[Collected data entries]

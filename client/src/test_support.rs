//! Shared fakes for unit tests: scripted auth API, canned HTTP server,
//! recording navigator, and sample identities.

use std::collections::VecDeque;
use std::sync::{Arc, Mutex};

use tokio::io::{AsyncReadExt, AsyncWriteExt};
use tokio::net::TcpListener;
use tokio::sync::Notify;

use crate::net::api::{AuthApi, AuthApiError};
use crate::net::types::{AuthResponse, Identity, LoginRequest, RegisterProfile, Role};
use crate::util::auth::Navigator;

#[must_use]
pub fn identity(role: Role) -> Identity {
    Identity {
        id: 1,
        username: format!("{}-user", role.as_str().to_ascii_lowercase()),
        email: "user@auca.ac.rw".to_owned(),
        first_name: "Test".to_owned(),
        last_name: role.label().to_owned(),
        role,
        lab_id: None,
    }
}

#[must_use]
pub fn auth_response(role: Role, token: &str) -> AuthResponse {
    AuthResponse { token: token.to_owned(), identity: identity(role) }
}

#[must_use]
pub fn register_profile() -> RegisterProfile {
    RegisterProfile {
        username: "newstudent".to_owned(),
        email: "new@auca.ac.rw".to_owned(),
        password: "secret123".to_owned(),
        first_name: "New".to_owned(),
        last_name: "Student".to_owned(),
        lab_id: None,
    }
}

// =============================================================================
// SCRIPTED AUTH API
// =============================================================================

/// Replays queued results in order; records every call.
#[derive(Default)]
pub struct MockAuthApi {
    responses: Mutex<VecDeque<Result<AuthResponse, AuthApiError>>>,
    pub logins: Mutex<Vec<LoginRequest>>,
    pub registrations: Mutex<Vec<RegisterProfile>>,
    /// When set, each call signals `entered` then waits on `release`.
    pub gate: Option<(Arc<Notify>, Arc<Notify>)>,
}

impl MockAuthApi {
    #[must_use]
    pub fn new(responses: Vec<Result<AuthResponse, AuthApiError>>) -> Self {
        Self { responses: Mutex::new(responses.into()), ..Self::default() }
    }

    #[must_use]
    pub fn gated(responses: Vec<Result<AuthResponse, AuthApiError>>, entered: Arc<Notify>, release: Arc<Notify>) -> Self {
        Self { gate: Some((entered, release)), ..Self::new(responses) }
    }

    pub fn call_count(&self) -> usize {
        self.logins.lock().unwrap().len() + self.registrations.lock().unwrap().len()
    }

    async fn next(&self) -> Result<AuthResponse, AuthApiError> {
        if let Some((entered, release)) = &self.gate {
            entered.notify_one();
            release.notified().await;
        }
        self.responses
            .lock()
            .unwrap()
            .pop_front()
            .unwrap_or_else(|| Err(AuthApiError::Transport("no scripted response".to_owned())))
    }
}

#[async_trait::async_trait]
impl AuthApi for MockAuthApi {
    async fn login(&self, request: &LoginRequest) -> Result<AuthResponse, AuthApiError> {
        self.logins.lock().unwrap().push(request.clone());
        self.next().await
    }

    async fn register(&self, profile: &RegisterProfile) -> Result<AuthResponse, AuthApiError> {
        self.registrations.lock().unwrap().push(profile.clone());
        self.next().await
    }
}

// =============================================================================
// NAVIGATOR
// =============================================================================

#[derive(Default)]
pub struct RecordingNavigator {
    pub visited: Mutex<Vec<String>>,
}

impl Navigator for RecordingNavigator {
    fn navigate(&self, path: &str) {
        self.visited.lock().unwrap().push(path.to_owned());
    }
}

// =============================================================================
// CANNED HTTP SERVER
// =============================================================================

/// Answer exactly one HTTP request with `status_line` and `body`.
///
/// Returns the base URL and a handle resolving to the raw request, head and
/// body.
pub async fn serve_once(status_line: &str, body: &str) -> (String, tokio::task::JoinHandle<String>) {
    let listener = TcpListener::bind("127.0.0.1:0").await.unwrap();
    let addr = listener.local_addr().unwrap();
    let response = format!(
        "HTTP/1.1 {status_line}\r\nContent-Type: application/json\r\nContent-Length: {}\r\nConnection: close\r\n\r\n{body}",
        body.len()
    );

    let handle = tokio::spawn(async move {
        let (mut socket, _) = listener.accept().await.unwrap();
        let mut raw = Vec::new();
        let mut buf = [0_u8; 1024];
        let head_end = loop {
            if let Some(pos) = raw.windows(4).position(|w| w == b"\r\n\r\n") {
                break pos + 4;
            }
            let n = socket.read(&mut buf).await.unwrap();
            if n == 0 {
                break raw.len();
            }
            raw.extend_from_slice(&buf[..n]);
        };
        let body_len = content_length(&String::from_utf8_lossy(&raw[..head_end]));
        while raw.len() < head_end + body_len {
            let n = socket.read(&mut buf).await.unwrap();
            if n == 0 {
                break;
            }
            raw.extend_from_slice(&buf[..n]);
        }
        socket.write_all(response.as_bytes()).await.unwrap();
        socket.shutdown().await.ok();
        String::from_utf8_lossy(&raw).into_owned()
    });

    (format!("http://{addr}/api"), handle)
}

fn content_length(head: &str) -> usize {
    head.lines()
        .filter_map(|line| line.split_once(':'))
        .find(|(name, _)| name.trim().eq_ignore_ascii_case("content-length"))
        .and_then(|(_, value)| value.trim().parse().ok())
        .unwrap_or(0)
}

EXERCISE OBJECTIVE: Above are the records; copy each line from them that includes the string "addr".

FINISHED EXERCISE:
    let addr = listener.local_addr().unwrap();
    (format!("http://{addr}/api"), handle)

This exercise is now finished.